There are 2 main reasons you use a repository manager like Nexus or Artifactory:
* save on network requests, and make your builds faster
* predictability of builds, to serve as the 'source of truth' for all your release artifacts
Now we had a recent problem with Nexus. It got totally f*cked. I'm not privy to all the gory details, but we seem to have lost a few files.
This shouldn't be that big a deal, because we could just reconstruct Nexus from the files we already have in our Maven /.m2 directories -- we could take a new Nexus instance and populate it with the files we have.
However, during the process we made a couple of errors, and it took us a few days as we discovered the problems day by day, depending on what projects we were rebuilding and what errors we were getting.
Now Nexus seems to have changed the way it works, and was no longer a system that could just be pointed to a file system to do a mass import.

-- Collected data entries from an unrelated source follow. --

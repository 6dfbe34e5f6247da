// Message types — the literal point of this app

use serde::{Deserialize, Serialize};
use uuid::Uuid;

/// Delivery status of a sent private message.
///
/// Local tracking state only; never serialized onto the wire.
#[derive(Debug, Clone, PartialEq, Eq, Serialize, Deserialize)]
pub enum DeliveryStatus {
    /// Handed to the send path, not yet on the radio
    Sending,
    /// Left this device
    Sent,
    /// Recipient's device acknowledged it
    Delivered { nickname: String, at: u64 },
    /// Recipient opened it
    Read { nickname: String, at: u64 },
    /// Gave up
    Failed { reason: String },
    /// Room delivery reached some of the members
    PartiallyDelivered { reached: u32, total: u32 },
}

/// A chat message, carried as the payload of a `Message` packet.
#[derive(Debug, Clone, PartialEq, Eq, Serialize, Deserialize)]
pub struct Message {
    /// Unique message ID (UUID v4)
    pub id: String,
    /// Sender nickname
    pub sender: String,
    /// UTF-8 text; empty when `is_encrypted`
    pub content: String,
    /// Unix timestamp (milliseconds)
    pub timestamp: u64,
    pub is_relay: bool,
    pub original_sender: Option<String>,
    pub is_private: bool,
    pub recipient_nickname: Option<String>,
    /// Logical peer ID of the sender (distinct from the wire sender_id)
    pub sender_peer_id: Option<String>,
    pub mentions: Option<Vec<String>>,
    /// Room / channel name
    pub room: Option<String>,
    pub is_encrypted: bool,
    /// Ciphertext standing in for `content` when `is_encrypted`
    pub encrypted_content: Option<Vec<u8>>,
    /// Local delivery tracking; `None` for anything received off the wire
    pub delivery_status: Option<DeliveryStatus>,
}

impl Message {
    /// A fresh public message stamped with a new ID and the current time
    pub fn new(sender: impl Into<String>, content: impl Into<String>) -> Self {
        Self {
            id: Uuid::new_v4().to_string(),
            sender: sender.into(),
            content: content.into(),
            timestamp: crate::now_millis(),
            is_relay: false,
            original_sender: None,
            is_private: false,
            recipient_nickname: None,
            sender_peer_id: None,
            mentions: None,
            room: None,
            is_encrypted: false,
            encrypted_content: None,
            delivery_status: None,
        }
    }

    /// A fresh private message; starts out as `Sending`
    pub fn private(
        sender: impl Into<String>,
        content: impl Into<String>,
        recipient_nickname: impl Into<String>,
    ) -> Self {
        let mut msg = Self::new(sender, content);
        msg.is_private = true;
        msg.recipient_nickname = Some(recipient_nickname.into());
        msg.delivery_status = Some(DeliveryStatus::Sending);
        msg
    }

    pub fn with_id(mut self, id: impl Into<String>) -> Self {
        self.id = id.into();
        self
    }

    pub fn with_sender_peer_id(mut self, peer_id: impl Into<String>) -> Self {
        self.sender_peer_id = Some(peer_id.into());
        self
    }

    pub fn with_mentions(mut self, mentions: Vec<String>) -> Self {
        self.mentions = Some(mentions);
        self
    }

    pub fn with_room(mut self, room: impl Into<String>) -> Self {
        self.room = Some(room.into());
        self
    }

    /// Replace the content with ciphertext
    pub fn with_encrypted_content(mut self, ciphertext: Vec<u8>) -> Self {
        self.content.clear();
        self.is_encrypted = true;
        self.encrypted_content = Some(ciphertext);
        self
    }

    /// Mark as a relayed copy of someone else's message
    pub fn as_relay_of(mut self, original_sender: impl Into<String>) -> Self {
        self.is_relay = true;
        self.original_sender = Some(original_sender.into());
        self
    }

    /// True when this message mentions `nickname`
    pub fn mentions_nickname(&self, nickname: &str) -> bool {
        self.mentions
            .as_ref()
            .map_or(false, |m| m.iter().any(|n| n == nickname))
    }
}

#[cfg(test)]
mod tests {
    use super::*;

    #[test]
    fn test_new_message_has_unique_id() {
        let a = Message::new("alice", "hi");
        let b = Message::new("alice", "hi");
        assert_ne!(a.id, b.id);
        assert!(Uuid::parse_str(&a.id).is_ok());
        assert!(a.delivery_status.is_none());
    }

    #[test]
    fn test_private_starts_sending() {
        let msg = Message::private("alice", "psst", "bob");
        assert!(msg.is_private);
        assert_eq!(msg.recipient_nickname.as_deref(), Some("bob"));
        assert_eq!(msg.delivery_status, Some(DeliveryStatus::Sending));
    }

    #[test]
    fn test_encrypted_content_clears_plaintext() {
        let msg = Message::new("alice", "secret").with_encrypted_content(vec![1, 2, 3]);
        assert!(msg.is_encrypted);
        assert!(msg.content.is_empty());
        assert_eq!(msg.encrypted_content, Some(vec![1, 2, 3]));
    }

    #[test]
    fn test_mentions() {
        let msg = Message::new("alice", "hey @bob").with_mentions(vec!["bob".into()]);
        assert!(msg.mentions_nickname("bob"));
        assert!(!msg.mentions_nickname("carol"));
        assert!(!Message::new("a", "b").mentions_nickname("bob"));
    }
}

It looked like there wasn't actually any way to do bulk imports of an existing file system repository. So we had to do the import by individual files.
Most of the contents of Nexus were jars that came from either the main Maven repository, or other repos like Apache, Spring or Atlassian, so getting those wasn't an issue.
The main thing we had to repopulate were internal jars that we'd released and uploaded into Maven. One of the sysadmins wrote a script to recurse through internal jars from the /.m2/repository/ directory on our build server and then upload them into Nexus. However there were some bugs in the script, that resulted in people getting broken repositories.
The things we did wrong were:
1. Uploading jars into Nexus without specifying the pom file. By default, Nexus created a default pom file, but this only contained basic information like groupId, artifactId and version. No dependencies.
Result: Transitive dependencies couldn't get resolved during builds in Maven, so compilation broke.
How We Found The Issue: Looking at the artifact directory in our local repo, and looking at the POM file.
Fix: Update the command to deploy the file to specify both the Jar and Pom file.
2. Assuming that a .jar file was a java Jar. This was incorrect, because maven builds can also produce JAR containing source or javadoc. This resulted in the source or javadoc jar being mistakenly uploaded.
Result: Builds broke because class files couldn't be found.
How We Found The Issue: Looking at the .jar file in local repo, opening it, and inspecting contents. No .class files - wrong jar upload
Fix: Update the command to exclude *-source.jar and *-javadoc.jar from deploys.